With a liquid-cooled 399cc engine, the Ninja 400 has the largest displacement in its segment. It is also the only parallel twin while competitors like the KTM RC390, Honda CBR300R and Yamaha YZF-R3 stick to the proven single cylinder engine. With 44 hp at 10,000 rpm and 28 lb-ft of torque at 8,000 rpm available in a jiffy, the new powertrain delivers meaty mid-range power, something the Ninja 300 was seriously lacking. This gives the rider more usable power and makes the sports bike responsive at low revs compared to its old model where the nuts had to be turned. With the horses ready to gallop, this gives you the opportunity to ride the freeway, negotiate city traffic with ease, or exit bends on the track with more gusto. The 399cc parallel twin is complemented by a smooth and precise 6-speed transmission with a featherweight-assisted slip clutch, which ensures that shifting is effortless. As expected from a Kawasaki engine, this engine is refined and remains vibration free. The deep and gruff exhaust note of the Ninja 400 will bring a smile to the rider’s face as it looks more like a top middleweight bike.

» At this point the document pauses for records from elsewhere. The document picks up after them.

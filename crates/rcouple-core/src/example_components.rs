use crate::component::{parse_attribute, Component};
use crate::errors::{CouplerError, CouplerResult};
use crate::grid::UniformGrid;
use crate::persistence::{read_state, state_file, write_state};
use crate::resume::ResumeBuffer;
use crate::time::{ModelClock, Time};
use crate::value::Value;
use serde::{Deserialize, Serialize};
use std::path::Path;
use std::sync::{Arc, Mutex};

/// Shared record of the calls made to test components, as `"<name>:<operation>"`
#[derive(Debug, Clone, Default)]
pub(crate) struct CallLog(Arc<Mutex<Vec<String>>>);

impl CallLog {
    fn record(&self, name: &str, operation: &str) {
        self.0.lock().unwrap().push(format!("{name}:{operation}"));
    }

    pub fn calls(&self) -> Vec<String> {
        self.0.lock().unwrap().clone()
    }

    /// Calls of a single operation, in order
    pub fn calls_of(&self, operation: &str) -> Vec<String> {
        let suffix = format!(":{operation}");
        self.calls()
            .into_iter()
            .filter(|call| call.ends_with(&suffix))
            .collect()
    }
}

#[derive(Debug, Clone, Default, PartialEq, Serialize, Deserialize)]
struct TestState {
    forcing: f64,
    level: f64,
    counter: f64,
}

#[derive(Debug, Clone, PartialEq, Serialize, Deserialize)]
struct TestSnapshot {
    time: ModelClock,
    state: TestState,
}

/// A scalar component for exercising the coupling engine
///
/// Input `forcing`, outputs `level` and `counter`.
/// `level` starts at `initial_level` and every update adds `increment + forcing` to it.
/// `counter` counts the updates.
#[derive(Debug, Clone, Serialize, Deserialize)]
pub(crate) struct TestComponent {
    #[serde(default)]
    pub name: String,
    pub time: ModelClock,
    pub increment: f64,
    #[serde(default)]
    pub initial_level: f64,
    #[serde(skip)]
    state: TestState,
    #[serde(skip)]
    resume: ResumeBuffer<TestSnapshot>,
    #[serde(skip, default = "UniformGrid::scalar")]
    grid: UniformGrid,
    #[serde(skip)]
    log: CallLog,
    /// Operation that fails when called
    #[serde(skip)]
    fail_on: Option<String>,
}

impl TestComponent {
    pub fn new(name: &str, increment: f64) -> Self {
        Self {
            name: name.to_string(),
            time: ModelClock::new(0.0, 10.0, 1.0),
            increment,
            initial_level: 0.0,
            state: TestState::default(),
            resume: ResumeBuffer::new(),
            grid: UniformGrid::scalar(),
            log: CallLog::default(),
            fail_on: None,
        }
    }

    pub fn with_time(mut self, start_time: Time, end_time: Time, time_step: Time) -> Self {
        self.time = ModelClock::new(start_time, end_time, time_step);
        self
    }

    pub fn with_initial_level(mut self, level: f64) -> Self {
        self.initial_level = level;
        self
    }

    pub fn with_units(mut self, time_units: &str) -> Self {
        self.time = self.time.with_units(time_units);
        self
    }

    pub fn with_log(mut self, log: &CallLog) -> Self {
        self.log = log.clone();
        self
    }

    pub fn failing_on(mut self, operation: &str) -> Self {
        self.fail_on = Some(operation.to_string());
        self
    }

    fn call(&self, operation: &str) -> CouplerResult<()> {
        self.log.record(&self.name, operation);
        match &self.fail_on {
            Some(failing) if failing == operation => Err(CouplerError::Error(format!(
                "{} failed to {}",
                self.name, operation
            ))),
            _ => Ok(()),
        }
    }

    fn snapshot(&self) -> TestSnapshot {
        TestSnapshot {
            time: self.time.clone(),
            state: self.state.clone(),
        }
    }

    fn restore(&mut self, snapshot: TestSnapshot) {
        self.time = snapshot.time;
        self.state = snapshot.state;
    }

    fn unknown_variable(&self, name: &str) -> CouplerError {
        CouplerError::UnknownVariable {
            component: self.name.clone(),
            variable: name.to_string(),
        }
    }
}

#[typetag::serde]
impl Component for TestComponent {
    fn configure(&mut self, _config_path: &Path) -> CouplerResult<()> {
        self.call("configure")?;
        self.time.validate()
    }

    fn initialize(&mut self) -> CouplerResult<()> {
        self.call("initialize")?;
        self.time.reset();
        self.state = TestState {
            level: self.initial_level,
            ..TestState::default()
        };
        self.resume.clear();
        Ok(())
    }

    fn update(&mut self) -> CouplerResult<()> {
        self.call("update")?;
        let snapshot = self.snapshot();
        self.resume.checkpoint(&snapshot);
        self.state.level += self.increment + self.state.forcing;
        self.state.counter += 1.0;
        self.time.advance();
        Ok(())
    }

    fn resume_state(&mut self) -> CouplerResult<()> {
        self.call("resume")?;
        let snapshot = self.resume.take()?;
        self.restore(snapshot);
        Ok(())
    }

    fn save_state(&self, directory: &Path) -> CouplerResult<()> {
        self.call("save")?;
        write_state(&state_file(directory, &self.name), &self.snapshot())
    }

    fn load_state(&mut self, directory: &Path) -> CouplerResult<()> {
        self.call("load")?;
        let snapshot: TestSnapshot = read_state(&state_file(directory, &self.name))?;
        self.restore(snapshot);
        self.resume.clear();
        Ok(())
    }

    fn finalize(&mut self) -> CouplerResult<()> {
        self.call("finalize")
    }

    fn component_name(&self) -> &str {
        &self.name
    }

    fn input_var_names(&self) -> Vec<String> {
        vec!["forcing".to_string()]
    }

    fn output_var_names(&self) -> Vec<String> {
        vec!["level".to_string(), "counter".to_string()]
    }

    fn attribute_names(&self) -> Vec<String> {
        vec!["parameters:increment".to_string()]
    }

    fn get_attribute_value(&self, name: &str) -> CouplerResult<String> {
        match name {
            "parameters:increment" => Ok(self.increment.to_string()),
            _ => Err(CouplerError::UnknownAttribute {
                component: self.name.clone(),
                attribute: name.to_string(),
            }),
        }
    }

    fn set_attribute_value(&mut self, name: &str, value: &str) -> CouplerResult<()> {
        match name {
            "parameters:increment" => {
                self.increment = parse_attribute(name, value)?;
                Ok(())
            }
            _ => Err(CouplerError::UnknownAttribute {
                component: self.name.clone(),
                attribute: name.to_string(),
            }),
        }
    }

    fn get_value(&self, name: &str) -> CouplerResult<Value> {
        let value = match name {
            "forcing" => self.state.forcing,
            "level" => self.state.level,
            "counter" => self.state.counter,
            _ => return Err(self.unknown_variable(name)),
        };
        Ok(Value::scalar(value))
    }

    fn set_value(&mut self, name: &str, value: &Value) -> CouplerResult<()> {
        let mut current = self.get_value(name)?;
        current.assign(value)?;
        let new_value = current
            .as_f64()
            .and_then(|arr| arr.iter().next().copied())
            .ok_or_else(|| self.unknown_variable(name))?;
        match name {
            "forcing" => self.state.forcing = new_value,
            "level" => self.state.level = new_value,
            _ => self.state.counter = new_value,
        }
        Ok(())
    }

    fn var_units(&self, name: &str) -> CouplerResult<String> {
        match name {
            "forcing" | "level" => Ok("m".to_string()),
            "counter" => Ok("1".to_string()),
            _ => Err(self.unknown_variable(name)),
        }
    }

    fn grid(&self, name: &str) -> CouplerResult<&UniformGrid> {
        self.get_value(name)?;
        Ok(&self.grid)
    }

    fn start_time(&self) -> Time {
        self.time.start_time
    }

    fn end_time(&self) -> Time {
        self.time.end_time
    }

    fn current_time(&self) -> Time {
        self.time.current_time()
    }

    fn time_step(&self) -> Time {
        self.time.time_step
    }

    fn time_units(&self) -> String {
        self.time.time_units.clone()
    }

    fn set_start_time(&mut self, time: Time) -> CouplerResult<()> {
        self.call("set_start_time")?;
        self.time.start_time = time;
        Ok(())
    }

    fn set_end_time(&mut self, time: Time) -> CouplerResult<()> {
        self.call("set_end_time")?;
        self.time.end_time = time;
        Ok(())
    }
}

Related: Here’s What We Expect From The 2021 Kawasaki Ninja 400

Ninja 400: the sultan of swing

Ninja 400

Via Kawasaki

A bigger, more powerful motor usually means more weight issues for the bike, but that isn’t the case with the Ninja 400 as it weighs around 17 pounds less than the Ninja 300 and weighs 366 pounds (ABS version) . This also translates into a higher power to weight ratio, ensuring that it is more user friendly for the track. Kawasaki has pushed the limits in terms of agility and driving dynamics, as the Ninja 400 is based on a new, lighter Trellis steel frame, which features a steeper rake angle of 24.7º and a track of 3, 6 inches paired with a shorter wheelbase. With ultra-precise handling capabilities, Kawasaki has left the riding position more or less upright, so that the Ninja 400 feels comfortable doing both knees and elbows on the track and stays in it. comfortable on the tarmac for your daily driving. It’s a sensible move from the Japanese giant as too aggressive a stance can be overwhelming for amateur riders rather than helping them hone their skills. Plus, with the saddle height remaining at 30.9 inches tall, this makes it accessible to aspiring riders and easier to control, especially when going through bends. The Ninja 400 is nimble and stays planted in the corners thanks to its sturdy 41mm front fork and rear suspension, which are set to firm settings with the new, wider Dunlop Supermax tires that provide extra grip.

Related: Here’s Everything You Need To Know About The Kawasaki Ninja 300

The Kawasaki Ninja 400 packs quite a punch

Kawasaki Ninja

Via Kawasaki

Kawasaki may not be known for its sleek styling, but the Ninja 400 retains its image as a legendary machine. It looks very aggressive with the twin LED headlights and with a massive fairing it dwarfs the competition in this sub-400cc class. When it comes to making a bold statement, the Japanese maker has it all got it as the muscular 3.6-gallon tank is sculpted in such a way that it feels larger than the 4.4-gallon tank on the Ninja 300. Inspired of the ZX-10R, the three-point LED tail light adds a touch of pedigree. Speaking of larger motorcycles, the Ninja 400 borrows the instrument console from the Ninja 650. With an analog tachometer on the left side and a multi-functional LCD display on the right, Kawasaki has balanced old-school charm with modern technology. They also improved the braking system with a larger 310mm front disc.

The Ninja 400 is a good value machine and is available in non-ABS and ABS versions. The former starts at MSRP of $ 5,199 and the latter starts at $ 5,599. Kawasaki also offers optional accessories like a 12 V outlet, a taller windshield, a tank bag and much more.